While the housing market is still very expensive for most families, the number of homeless individuals continues to decrease. Even though low income families are struggling to keep up with paying their rent or mortgage, as the result of HUD funding there has been an over 20% reduction in the number of people that are homeless on an given night at the start of 2016.
This is very good news for tens of thousands of families that now have a place to live. While it is estimated that HUD (Housing and Urban Development) funding, which is over 1 billion dollars per year, has helped make a difference, another factor is the strong job market. The unemployment rate is now down to 5%, and a job of course is critical for a family to end the cycle of homelessness.
The 22% reduction is the results of billions of federal government dollars being put towards homeless prevention as well as rapid rehousing programs. This increase in resources has occurred throughout the last few years, and about 1.6 billion dollars more are accepted to be paid out in 2016. The money is flowing to local non-profits which then get the funds to those who need it. The HUD Secretary, who is currently Julián Castro, states that almost 500 non-profits in all 50 states are given some form of federal funding.
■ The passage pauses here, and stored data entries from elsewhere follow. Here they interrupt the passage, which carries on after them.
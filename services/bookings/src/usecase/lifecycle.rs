use reserva_domain::booking::{BookingStatus, JobKind, MessageKind};
use reserva_domain::clock::Clock as _;
use reserva_domain::id::BookingCode;

use crate::domain::repository::{BookingStore, MessengerPort};
use crate::domain::types::FeedbackSession;
use crate::error::BookingsServiceError;
use crate::scheduler::{JobCommand, JobHandler};
use crate::usecase::message;
use crate::usecase::notify::Notifier;

/// Fire-time callbacks. Each one re-reads the booking before acting, so a job
/// that raced a cancellation turns into a no-op.
pub struct LifecycleJobHandler<S, M> {
    pub store: S,
    pub notifier: Notifier<S, M>,
}

impl<S: BookingStore, M: MessengerPort> JobHandler for LifecycleJobHandler<S, M> {
    async fn handle(&self, job: JobCommand) -> Result<(), BookingsServiceError> {
        match job.kind {
            JobKind::Reminder => self.remind(&job.booking_code).await,
            JobKind::FeedbackRequest => self.request_feedback(&job.booking_code).await,
        }
    }
}

impl<S: BookingStore, M: MessengerPort> LifecycleJobHandler<S, M> {
    async fn remind(&self, code: &BookingCode) -> Result<(), BookingsServiceError> {
        let Some(booking) = self.store.get_by_code(code).await? else {
            return Ok(());
        };
        let Some(customer) = booking.customer_id else {
            return Ok(());
        };
        if !booking.is_active() {
            tracing::debug!(code = %code, status = %booking.status, "reminder dropped");
            return Ok(());
        }
        if self.store.exists(code, MessageKind::Reminder).await? {
            return Ok(());
        }
        let text = message::reminder(&booking, &self.notifier.venue);
        self.notifier
            .send_logged(customer, Some(code), MessageKind::Reminder, &text)
            .await?;
        tracing::info!(code = %code, customer = %customer, "reminder sent");
        Ok(())
    }

    async fn request_feedback(&self, code: &BookingCode) -> Result<(), BookingsServiceError> {
        let Some(booking) = self.store.get_by_code(code).await? else {
            return Ok(());
        };
        let Some(customer) = booking.customer_id else {
            return Ok(());
        };
        if booking.status == BookingStatus::Cancelled {
            tracing::debug!(code = %code, "feedback request dropped for cancelled booking");
            return Ok(());
        }
        if self.store.exists(code, MessageKind::FeedbackRequest).await? {
            return Ok(());
        }
        let text = message::feedback_request(&booking);
        self.notifier
            .send_logged(customer, Some(code), MessageKind::FeedbackRequest, &text)
            .await?;
        self.store
            .put(&FeedbackSession {
                customer_id: customer,
                booking_code: code.clone(),
                created_at: self.notifier.clock.now(),
            })
            .await?;
        if booking.status.can_transition_to(BookingStatus::Completed) {
            self.store
                .update_status(code, BookingStatus::Completed)
                .await?;
        }
        tracing::info!(code = %code, customer = %customer, "feedback requested");
        Ok(())
    }
}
The overall homeless rate is down 22%. While that still means that over 500,000 people still do not have a stable place to live, there are “only” an estimated 20,000 youth and young adults that are homeless. While even one is too many, the fact that the number is around 20,000 is definitely good news as this is just a fraction of the overall youth population.
The results also vary by city and even county. In New York City, the homeless rates are actually 91% greater than it was 10 years ago, according to the Homeless Coalition. The rates in Los Angeles are up over 50% since 2013 to over 11,000 individuals. Yet the chronically homeless in another major city (Dallas) is down about 30% according the HUD results. So there are often mixed results.
The Obama administration is a big driver in trying to help end this national tragedy. They have created the Continuum of Care (CoC) grant program, and we have extensive information on the site as to where to apply for those funds. CoC provides what is known as Tier 1 as well as Tier 2 funds to the community, and they pay for shelter, rehousing, motel programs, and subsidized rent.
If you are homeless
If you are homeless and need assistance, call a local non-profit and refer to the Continuum of Care (CoC) or ESG programs. There is generally one agency that takes the lead in each county/region of the country in running these homeless prevention programs. They are involved in the overall administration of the grant program. But each “lead agency” will also partner with dozens of other charities in the region, ranging from churches to the United Way and many charities. All of these groups partner together, with HUD, to bring down homeless rates.
Generally, HUD will state try to place you into a shelter for immediate relief, which is a tier 1 service. Then, as the situation stabilizes, the Continuum of Care (CoC) tier 2 rehousing services start up, which seeks a permanent home for the client. These two resources have combined to reduce the homeless levels by that 20%, so just maybe it will help you too. You should never hesitate to seek some form of help when homeless, or near it.